Dataset entries
=======

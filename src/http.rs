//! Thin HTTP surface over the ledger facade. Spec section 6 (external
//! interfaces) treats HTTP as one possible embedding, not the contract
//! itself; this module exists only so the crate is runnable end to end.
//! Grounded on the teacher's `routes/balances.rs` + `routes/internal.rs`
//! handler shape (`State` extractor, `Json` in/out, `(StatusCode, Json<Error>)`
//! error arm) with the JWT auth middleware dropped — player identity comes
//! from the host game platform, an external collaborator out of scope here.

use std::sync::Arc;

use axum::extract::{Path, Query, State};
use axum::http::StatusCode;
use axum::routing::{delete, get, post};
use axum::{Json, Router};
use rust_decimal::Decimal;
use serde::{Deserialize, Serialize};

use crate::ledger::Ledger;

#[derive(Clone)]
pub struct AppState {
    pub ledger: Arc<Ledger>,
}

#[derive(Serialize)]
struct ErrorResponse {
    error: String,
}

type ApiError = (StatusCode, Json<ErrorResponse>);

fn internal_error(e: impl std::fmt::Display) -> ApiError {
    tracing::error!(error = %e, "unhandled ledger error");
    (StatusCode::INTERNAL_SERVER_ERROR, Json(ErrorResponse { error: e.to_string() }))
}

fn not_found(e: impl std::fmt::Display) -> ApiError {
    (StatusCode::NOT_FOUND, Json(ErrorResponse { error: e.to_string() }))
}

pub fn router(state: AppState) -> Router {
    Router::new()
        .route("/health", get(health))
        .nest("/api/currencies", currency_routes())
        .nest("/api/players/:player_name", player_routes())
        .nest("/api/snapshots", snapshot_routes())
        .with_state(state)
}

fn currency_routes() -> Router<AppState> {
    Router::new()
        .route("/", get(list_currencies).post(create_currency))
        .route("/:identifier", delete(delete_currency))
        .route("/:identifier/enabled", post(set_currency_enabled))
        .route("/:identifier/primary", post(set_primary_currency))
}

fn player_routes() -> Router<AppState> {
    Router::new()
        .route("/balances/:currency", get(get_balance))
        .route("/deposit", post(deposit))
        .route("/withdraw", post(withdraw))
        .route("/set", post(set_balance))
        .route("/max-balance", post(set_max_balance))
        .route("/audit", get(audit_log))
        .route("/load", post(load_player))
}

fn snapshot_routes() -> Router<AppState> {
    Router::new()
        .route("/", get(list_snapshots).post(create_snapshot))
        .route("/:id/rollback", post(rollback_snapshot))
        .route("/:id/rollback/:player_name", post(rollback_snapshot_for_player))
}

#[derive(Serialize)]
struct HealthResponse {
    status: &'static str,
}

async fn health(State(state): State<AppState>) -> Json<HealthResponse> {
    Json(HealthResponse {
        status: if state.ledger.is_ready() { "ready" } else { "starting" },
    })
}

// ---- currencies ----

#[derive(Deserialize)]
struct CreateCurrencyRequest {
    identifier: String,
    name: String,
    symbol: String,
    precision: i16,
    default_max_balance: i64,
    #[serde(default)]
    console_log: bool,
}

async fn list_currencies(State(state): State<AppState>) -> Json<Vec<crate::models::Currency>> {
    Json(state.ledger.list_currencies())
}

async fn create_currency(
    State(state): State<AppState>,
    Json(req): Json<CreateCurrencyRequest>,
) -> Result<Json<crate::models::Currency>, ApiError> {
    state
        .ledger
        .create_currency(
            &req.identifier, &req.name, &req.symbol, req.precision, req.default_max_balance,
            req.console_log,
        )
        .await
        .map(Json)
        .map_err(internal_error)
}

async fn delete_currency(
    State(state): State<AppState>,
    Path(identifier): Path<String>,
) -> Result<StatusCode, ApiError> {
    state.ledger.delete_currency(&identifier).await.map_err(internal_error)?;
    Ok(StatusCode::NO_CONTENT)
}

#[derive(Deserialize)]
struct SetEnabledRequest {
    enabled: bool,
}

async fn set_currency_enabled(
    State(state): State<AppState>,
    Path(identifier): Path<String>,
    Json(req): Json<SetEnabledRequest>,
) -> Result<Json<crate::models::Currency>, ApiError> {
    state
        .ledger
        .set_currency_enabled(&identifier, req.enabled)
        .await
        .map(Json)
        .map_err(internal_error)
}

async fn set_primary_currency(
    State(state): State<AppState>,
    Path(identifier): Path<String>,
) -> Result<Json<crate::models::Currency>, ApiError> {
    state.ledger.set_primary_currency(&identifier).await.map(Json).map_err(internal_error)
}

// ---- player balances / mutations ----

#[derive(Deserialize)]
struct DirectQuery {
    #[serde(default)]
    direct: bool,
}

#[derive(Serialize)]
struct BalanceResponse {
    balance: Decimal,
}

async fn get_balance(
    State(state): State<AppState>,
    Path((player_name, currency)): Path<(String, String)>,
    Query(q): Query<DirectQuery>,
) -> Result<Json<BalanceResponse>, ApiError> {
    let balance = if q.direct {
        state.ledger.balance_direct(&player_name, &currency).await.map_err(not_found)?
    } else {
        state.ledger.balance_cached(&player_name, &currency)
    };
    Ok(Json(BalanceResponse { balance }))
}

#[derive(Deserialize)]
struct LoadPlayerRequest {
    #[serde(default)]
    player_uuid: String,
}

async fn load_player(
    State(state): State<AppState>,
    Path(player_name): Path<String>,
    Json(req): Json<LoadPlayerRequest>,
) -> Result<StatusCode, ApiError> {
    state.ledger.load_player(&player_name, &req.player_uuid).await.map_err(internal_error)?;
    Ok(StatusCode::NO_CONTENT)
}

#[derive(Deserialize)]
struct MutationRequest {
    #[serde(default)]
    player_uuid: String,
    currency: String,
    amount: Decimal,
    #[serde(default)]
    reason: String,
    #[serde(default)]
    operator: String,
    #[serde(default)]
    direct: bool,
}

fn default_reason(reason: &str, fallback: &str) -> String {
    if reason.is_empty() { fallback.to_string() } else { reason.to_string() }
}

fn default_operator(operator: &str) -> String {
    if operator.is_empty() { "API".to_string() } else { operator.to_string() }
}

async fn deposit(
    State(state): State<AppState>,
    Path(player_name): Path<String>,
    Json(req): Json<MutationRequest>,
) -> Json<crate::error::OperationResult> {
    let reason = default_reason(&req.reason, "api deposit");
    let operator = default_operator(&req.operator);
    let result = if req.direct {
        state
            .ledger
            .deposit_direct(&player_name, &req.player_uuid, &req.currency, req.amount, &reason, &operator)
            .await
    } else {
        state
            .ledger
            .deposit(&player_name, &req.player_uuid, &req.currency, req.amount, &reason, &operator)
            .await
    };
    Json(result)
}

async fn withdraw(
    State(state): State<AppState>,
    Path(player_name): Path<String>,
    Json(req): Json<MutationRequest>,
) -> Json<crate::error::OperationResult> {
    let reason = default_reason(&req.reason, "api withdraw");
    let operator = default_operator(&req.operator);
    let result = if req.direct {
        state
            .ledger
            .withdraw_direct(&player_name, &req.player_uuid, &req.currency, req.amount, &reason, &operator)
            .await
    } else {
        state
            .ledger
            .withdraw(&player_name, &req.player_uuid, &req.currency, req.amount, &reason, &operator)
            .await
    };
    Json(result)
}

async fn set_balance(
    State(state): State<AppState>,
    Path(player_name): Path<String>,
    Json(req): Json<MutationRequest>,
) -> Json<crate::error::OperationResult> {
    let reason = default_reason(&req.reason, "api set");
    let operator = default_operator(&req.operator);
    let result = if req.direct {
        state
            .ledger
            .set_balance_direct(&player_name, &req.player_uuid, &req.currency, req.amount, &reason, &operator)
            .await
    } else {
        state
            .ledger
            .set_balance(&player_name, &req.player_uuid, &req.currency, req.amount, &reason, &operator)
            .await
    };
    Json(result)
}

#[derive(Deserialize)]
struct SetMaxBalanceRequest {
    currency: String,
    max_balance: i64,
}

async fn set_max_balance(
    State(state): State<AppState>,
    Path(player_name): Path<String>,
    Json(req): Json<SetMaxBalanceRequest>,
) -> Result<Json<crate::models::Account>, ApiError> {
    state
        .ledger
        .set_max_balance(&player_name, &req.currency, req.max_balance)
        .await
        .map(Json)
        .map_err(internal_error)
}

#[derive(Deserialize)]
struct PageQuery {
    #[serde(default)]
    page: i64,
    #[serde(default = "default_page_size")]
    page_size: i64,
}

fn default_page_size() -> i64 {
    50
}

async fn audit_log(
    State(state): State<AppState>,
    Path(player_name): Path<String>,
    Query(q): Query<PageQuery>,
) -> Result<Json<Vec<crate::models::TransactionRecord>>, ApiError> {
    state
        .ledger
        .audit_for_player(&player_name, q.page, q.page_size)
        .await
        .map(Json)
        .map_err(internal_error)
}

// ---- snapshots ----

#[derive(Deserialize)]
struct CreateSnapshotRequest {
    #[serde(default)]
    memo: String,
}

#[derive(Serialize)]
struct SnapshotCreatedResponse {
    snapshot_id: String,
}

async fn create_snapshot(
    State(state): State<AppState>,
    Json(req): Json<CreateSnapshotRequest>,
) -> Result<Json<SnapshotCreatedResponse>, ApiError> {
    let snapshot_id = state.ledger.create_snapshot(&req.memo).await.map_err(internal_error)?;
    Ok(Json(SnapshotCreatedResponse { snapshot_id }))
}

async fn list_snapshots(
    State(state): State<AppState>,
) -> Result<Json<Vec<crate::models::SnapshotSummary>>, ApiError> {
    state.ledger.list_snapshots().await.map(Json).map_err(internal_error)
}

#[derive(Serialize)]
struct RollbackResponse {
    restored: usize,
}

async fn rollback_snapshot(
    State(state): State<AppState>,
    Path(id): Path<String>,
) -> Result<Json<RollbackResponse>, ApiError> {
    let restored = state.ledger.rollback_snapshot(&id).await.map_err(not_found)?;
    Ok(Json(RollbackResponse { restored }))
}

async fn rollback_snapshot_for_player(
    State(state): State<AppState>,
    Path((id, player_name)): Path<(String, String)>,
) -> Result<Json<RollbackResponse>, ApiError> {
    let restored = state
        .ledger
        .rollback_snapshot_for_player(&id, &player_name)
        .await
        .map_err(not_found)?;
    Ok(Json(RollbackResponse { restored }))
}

=======

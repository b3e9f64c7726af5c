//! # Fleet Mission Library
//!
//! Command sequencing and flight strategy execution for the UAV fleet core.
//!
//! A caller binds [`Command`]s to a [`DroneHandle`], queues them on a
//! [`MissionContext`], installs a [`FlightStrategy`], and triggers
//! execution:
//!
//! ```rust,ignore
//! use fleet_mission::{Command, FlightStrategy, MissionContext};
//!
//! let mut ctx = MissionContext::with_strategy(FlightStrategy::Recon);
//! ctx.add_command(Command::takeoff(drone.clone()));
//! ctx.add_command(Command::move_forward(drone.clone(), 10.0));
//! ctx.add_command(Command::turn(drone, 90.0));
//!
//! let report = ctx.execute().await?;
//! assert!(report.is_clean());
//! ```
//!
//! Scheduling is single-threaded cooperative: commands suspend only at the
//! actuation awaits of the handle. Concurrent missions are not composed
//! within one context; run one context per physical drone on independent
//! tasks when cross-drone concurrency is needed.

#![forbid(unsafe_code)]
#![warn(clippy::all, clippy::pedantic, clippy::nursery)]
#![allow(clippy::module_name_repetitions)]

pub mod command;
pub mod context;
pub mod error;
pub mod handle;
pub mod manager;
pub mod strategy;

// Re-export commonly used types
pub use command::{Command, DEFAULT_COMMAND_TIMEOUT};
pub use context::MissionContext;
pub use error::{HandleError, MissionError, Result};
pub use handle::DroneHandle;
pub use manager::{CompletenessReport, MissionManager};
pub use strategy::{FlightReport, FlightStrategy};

=======

TASK STATEMENT> The required output is every line above that contains the string "external".

TASK RESULT>
//! Thin HTTP surface over the ledger facade. Spec section 6 (external
//! from the host game platform, an external collaborator out of scope here.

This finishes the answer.